If there ever was a year to remind us just how important our healthcare services are, 2020 would be it. Yet, as citizens across the world have celebrated those on the front line of healthcare, malicious actors have seized the opportunity to take advantage of pandemic-caused disruption.
As part of National Cybersecurity Awareness Month, it is crucial that we take a moment to reflect on how we can ensure this most important of industries is safeguarded against mounting cyberthreats – particularly as technology becomes increasingly central to improving health outcomes and diagnoses across the world.
Why has the healthcare industry become such a target for cyberattacks?
Before computers became the default way for medical staff to keep track of patient records, most important information in the healthcare industry was handwritten, filed, and physically locked away. As such, it was highly unlikely that an unknown malicious actor, based thousands of miles away, would ever be able to access personal data and health records.

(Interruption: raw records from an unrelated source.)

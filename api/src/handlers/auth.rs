use actix_web::{get, post, web, HttpRequest, HttpResponse};
use serde_json::json;

use common::{entities::user::PublicUser, error};

use crate::{
    extractors::{client_ip, AuthUser},
    rate_limit::RateLimiter,
    repositories::user::UserRepository,
    service::{
        auth::{AuthService, LoginOutcome, LoginRequest},
        mail::MailerObject,
    },
};

use super::ApiResponse;

#[post("/api/auth/login")]
pub async fn login(
    req: HttpRequest,
    data: web::Json<LoginRequest>,
    users: web::Data<UserRepository>,
    mailer: web::Data<MailerObject>,
    limiter: web::Data<RateLimiter>,
) -> error::Result<HttpResponse> {
    let ip = client_ip(&req).unwrap_or_else(|| "unknown".to_string());
    let service = AuthService::new(
        users.get_ref().clone(),
        mailer.get_ref().clone(),
        limiter.get_ref().clone(),
    );

    let response = match service.login(&data, &ip).await? {
        LoginOutcome::RequiresConfirmation { email } => HttpResponse::Ok().json(json!({
            "success": true,
            "requiresConfirmation": true,
            "email": email,
            "message": "Kein Konto gefunden. Soll ein neues Konto erstellt werden?",
        })),
        LoginOutcome::AccountCreated { email, email_sent } => {
            let body = json!({
                "success": email_sent,
                "accountCreated": true,
                "emailSent": email_sent,
                "email": email,
                "message": if email_sent {
                    "Konto erstellt. Die Zugangsdaten wurden per E-Mail versendet."
                } else {
                    "Konto erstellt, aber die E-Mail konnte nicht versendet werden."
                },
            });
            if email_sent {
                HttpResponse::Ok().json(body)
            } else {
                HttpResponse::InternalServerError().json(body)
            }
        }
        LoginOutcome::LoggedIn { token, user } => HttpResponse::Ok().json(json!({
            "success": true,
            "token": token,
            "user": user,
            "message": "Login erfolgreich",
        })),
    };
    Ok(response)
}

#[get("/api/auth/profile")]
pub async fn profile(user: AuthUser) -> HttpResponse {
    HttpResponse::Ok().json(ApiResponse::ok(PublicUser::from(user.0)))
}

#[post("/api/auth/logout")]
pub async fn logout(_user: AuthUser) -> HttpResponse {
    // Tokens are stateless, the client just drops its copy.
    HttpResponse::Ok().json(ApiResponse::message("Erfolgreich abgemeldet"))
}

#[cfg(test)]
mod tests {
    use actix_web::test::{call_service, init_service, read_body_json, TestRequest};
    use serde_json::Value;

    use common::entities::user::Role;

    use super::*;
    use crate::{create_app, test_state};

    #[actix_web::test]
    async fn unknown_email_asks_for_confirmation() {
        let (state, _mailer) = test_state();
        let app = init_service(create_app(state.clone())).await;

        let req = TestRequest::post()
            .uri("/api/auth/login")
            .set_json(json!({"email": "neu@example.com", "password": "pw"}))
            .to_request();
        let resp = call_service(&app, req).await;
        assert_eq!(resp.status(), 200);
        let body: Value = read_body_json(resp).await;
        assert_eq!(body["requiresConfirmation"], true);

        // No account yet.
        assert!(state
            .users
            .find_by_email("neu@example.com")
            .await
            .unwrap()
            .is_none());
    }

    #[actix_web::test]
    async fn confirmed_flag_provisions_account_and_mails_credentials() {
        let (state, mailer) = test_state();
        let app = init_service(create_app(state.clone())).await;

        let req = TestRequest::post()
            .uri("/api/auth/login")
            .set_json(json!({
                "email": "neu@example.com",
                "password": "egal",
                "confirmAccountCreation": true,
            }))
            .to_request();
        let resp = call_service(&app, req).await;
        assert_eq!(resp.status(), 200);
        let body: Value = read_body_json(resp).await;
        assert_eq!(body["accountCreated"], true);
        assert_eq!(body["emailSent"], true);

        let user = state
            .users
            .find_by_email("neu@example.com")
            .await
            .unwrap()
            .unwrap();
        assert_eq!(user.role, Role::Customer);
        assert!(!user.password.is_empty());

        let letters = mailer.letters();
        assert_eq!(letters.len(), 1);
        assert_eq!(letters[0].email, "neu@example.com");
        assert!(letters[0].html.contains("Passwort"));
    }

    #[actix_web::test]
    async fn provisioned_customer_gets_the_oldest_admin() {
        let (state, _mailer) = test_state();
        let mut first = common::entities::user::User::empty("first@example.com");
        first.role = Role::Admin;
        first.created_at = chrono::Utc::now() - chrono::Duration::days(10);
        state.users.create(&first).await.unwrap();
        let mut second = common::entities::user::User::empty("second@example.com");
        second.role = Role::Admin;
        state.users.create(&second).await.unwrap();

        let app = init_service(create_app(state.clone())).await;
        let req = TestRequest::post()
            .uri("/api/auth/login")
            .set_json(json!({
                "email": "neu@example.com",
                "password": "egal",
                "confirmAccountCreation": true,
            }))
            .to_request();
        call_service(&app, req).await;

        let user = state
            .users
            .find_by_email("neu@example.com")
            .await
            .unwrap()
            .unwrap();
        assert_eq!(user.assigned_admin, Some(first.id));
    }

    #[actix_web::test]
    async fn wrong_password_is_rejected_and_profile_needs_token() {
        let (state, _mailer) = test_state();
        let salt = "salz";
        let mut user = common::entities::user::User::empty("kunde@example.com");
        user.password = crate::service::auth::AuthService::hash_password("richtig", salt);
        user.salt = salt.to_string();
        state.users.create(&user).await.unwrap();

        let app = init_service(create_app(state.clone())).await;

        let req = TestRequest::post()
            .uri("/api/auth/login")
            .set_json(json!({"email": "kunde@example.com", "password": "falsch"}))
            .to_request();
        let resp = call_service(&app, req).await;
        assert_eq!(resp.status(), 400);

        let req = TestRequest::get().uri("/api/auth/profile").to_request();
        let resp = call_service(&app, req).await;
        assert_eq!(resp.status(), 401);
    }

    #[actix_web::test]
    async fn successful_login_token_opens_the_profile() {
        let (state, _mailer) = test_state();
        let salt = "salz";
        let mut user = common::entities::user::User::empty("kunde@example.com");
        user.password = crate::service::auth::AuthService::hash_password("geheim", salt);
        user.salt = salt.to_string();
        state.users.create(&user).await.unwrap();

        let app = init_service(create_app(state.clone())).await;

        let req = TestRequest::post()
            .uri("/api/auth/login")
            .set_json(json!({"email": "kunde@example.com", "password": "geheim"}))
            .to_request();
        let resp = call_service(&app, req).await;
        assert_eq!(resp.status(), 200);
        let body: Value = read_body_json(resp).await;
        let token = body["token"].as_str().unwrap().to_string();
        assert_eq!(body["user"]["email"], "kunde@example.com");
        assert!(body["user"]["password"].is_null());

        let req = TestRequest::get()
            .uri("/api/auth/profile")
            .insert_header(("Authorization", format!("Bearer {}", token)))
            .to_request();
        let resp = call_service(&app, req).await;
        assert_eq!(resp.status(), 200);
        let body: Value = read_body_json(resp).await;
        assert_eq!(body["data"]["email"], "kunde@example.com");
    }

    #[actix_web::test]
    async fn eleventh_login_attempt_is_throttled() {
        let (state, _mailer) = test_state();
        let app = init_service(create_app(state.clone())).await;

        for _ in 0..10 {
            let req = TestRequest::post()
                .uri("/api/auth/login")
                .peer_addr("9.9.9.9:443".parse().unwrap())
                .set_json(json!({"email": "wer@example.com", "password": "pw"}))
                .to_request();
            call_service(&app, req).await;
        }
        let req = TestRequest::post()
            .uri("/api/auth/login")
            .peer_addr("9.9.9.9:443".parse().unwrap())
            .set_json(json!({"email": "wer@example.com", "password": "pw"}))
            .to_request();
        let resp = call_service(&app, req).await;
        assert_eq!(resp.status(), 429);

        state.limiter.reset();
        let req = TestRequest::post()
            .uri("/api/auth/login")
            .peer_addr("9.9.9.9:443".parse().unwrap())
            .set_json(json!({"email": "wer@example.com", "password": "pw"}))
            .to_request();
        let resp = call_service(&app, req).await;
        assert_eq!(resp.status(), 200);
    }

    #[actix_web::test]
    async fn fourth_account_creation_from_one_ip_is_blocked() {
        let (state, _mailer) = test_state();
        let app = init_service(create_app(state.clone())).await;

        for i in 0..3 {
            let req = TestRequest::post()
                .uri("/api/auth/login")
                .peer_addr("10.0.0.1:443".parse().unwrap())
                .set_json(json!({
                    "email": format!("neu{}@example.com", i),
                    "password": "egal",
                    "confirmAccountCreation": true,
                }))
                .to_request();
            let resp = call_service(&app, req).await;
            assert_eq!(resp.status(), 200);
        }

        let req = TestRequest::post()
            .uri("/api/auth/login")
            .peer_addr("10.0.0.1:443".parse().unwrap())
            .set_json(json!({
                "email": "neu3@example.com",
                "password": "egal",
                "confirmAccountCreation": true,
            }))
            .to_request();
        let resp = call_service(&app, req).await;
        assert_eq!(resp.status(), 429);
    }
}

The internet changed almost everything – creating huge efficiencies but also providing an opening for data breaches. The healthcare landscape has evolved within the digital world – seen most strikingly during the coronavirus pandemic. With patients encouraged to physically distance themselves, there has been a rise in telemedicine, whereby doctors check on their patients remotely by app or video link. Indeed, virtual healthcare interactions look set to top 1 billion by the end of 2020, according to analysts.

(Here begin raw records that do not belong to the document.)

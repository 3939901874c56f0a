pub mod contact;
pub mod message;
pub mod newsletter;
pub mod project;
pub mod user;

What’s more, entire medical histories are often now digitised. Our medical details are stored in databases and shared between doctors, pharmacists, and other medical professionals with one click – making it easier for your insurer to approve healthcare requests and for you to pick up prescriptions even if you are across the country.
Lastly, there is a significant increase in the number internet-connected medical devices which are set to save the healthcare industry $63 billion by 2022. Ultrasounds, thermometers, glucose monitors, electrocardiograms, and more are all starting to become connected and letting patients track their health, in real-time, without the need of a doctor. As this technology develops, there can be no doubt that it will radically change the way in which we receive healthcare.
All of these brilliant developments have fundamentally transformed a once analogue sector, but at the same time, have exposed the healthcare industry to opportunistic cybercriminals to exploit. The increase in the number of healthcare-related cyberattacks this year are an unfortunate testament to this.
How can hackers gain access to healthcare data and networks?
This wave of digitalisation has also significantly increased the number of third parties – who work in supporting roles alongside central healthcare providers – entering the health supply chain. This has resulted in an industry with a higher number of attack vectors than ever before.
Email, for example, is a popular route for hackers to use to exploit a third-party’s access rights and gain entry to a central database. Using tactics such as phishing attempts, hackers will try to gain entry to a third-party vendor’s vetted, yet still un-secure, network access. Once inside the network, the malicious actor will steal healthcare records before often trying to ransom the data back to the healthcare organisation.
All this effort to compromise healthcare systems is due to the fact that personal data in the healthcare sector is incredibly valuable, with researchers suggesting that the price of one healthcare record sold on the black market is over $250 (card details – the next highest priced assets often go for an average price of $5).
In 2020, we’ve seen, more than ever before, the tangible consequences of cyberattacks in this industry. A woman in Germany, for example, was declared the first person to die of ransomware, after her ambulance was re-routed to a hospital farther away from the one near her home due to the fact servers at this hospital were in the midst of an attack.
So how can we protect the healthcare sector?
Because of the desirability of the data and the lure of monetary gain, it is important that the threat of cyberattacks is not underestimated by healthcare industry IT professionals, and that steps are taken to safeguard this data. For instance, given the threats associated with unsecured digital medical records, healthcare providers should make sure they use proper encryption and key management to protect such sensitive data.
In addition, healthcare companies need to check that security measures have been built into to their devices and systems at their conception, so that they have maximum security protections from day one. With embedded SIMs, or eSIMs as they are often called, connected healthcare devices can be authenticated during provisioning, in real-time, continuously, so that any changes in the network it runs on are detected before a compromised device starts making harmful actions.
Working alongside the healthcare provider we can also perform technical threat analysis to help shield them from cyberattacks. This process involves identifying risks, evaluating the likelihood of different type of cyberattack, and implementing solutions together.
Finally, clinicians also have a vital role to play. Adding an extra layer of authentication to safeguard patient’s data from cyberattacks is a vital component of healthcare. They share responsibility, along with medical schools, in teaching the next generation of medical students about the importance of cybersecurity.
After all, maintaining organisational efficiency, improving patient care, and ensuring the speed of crisis response is upheld, now relies on digitalisation, which ultimately means cybersecurity is at the very core of the healthcare revolution.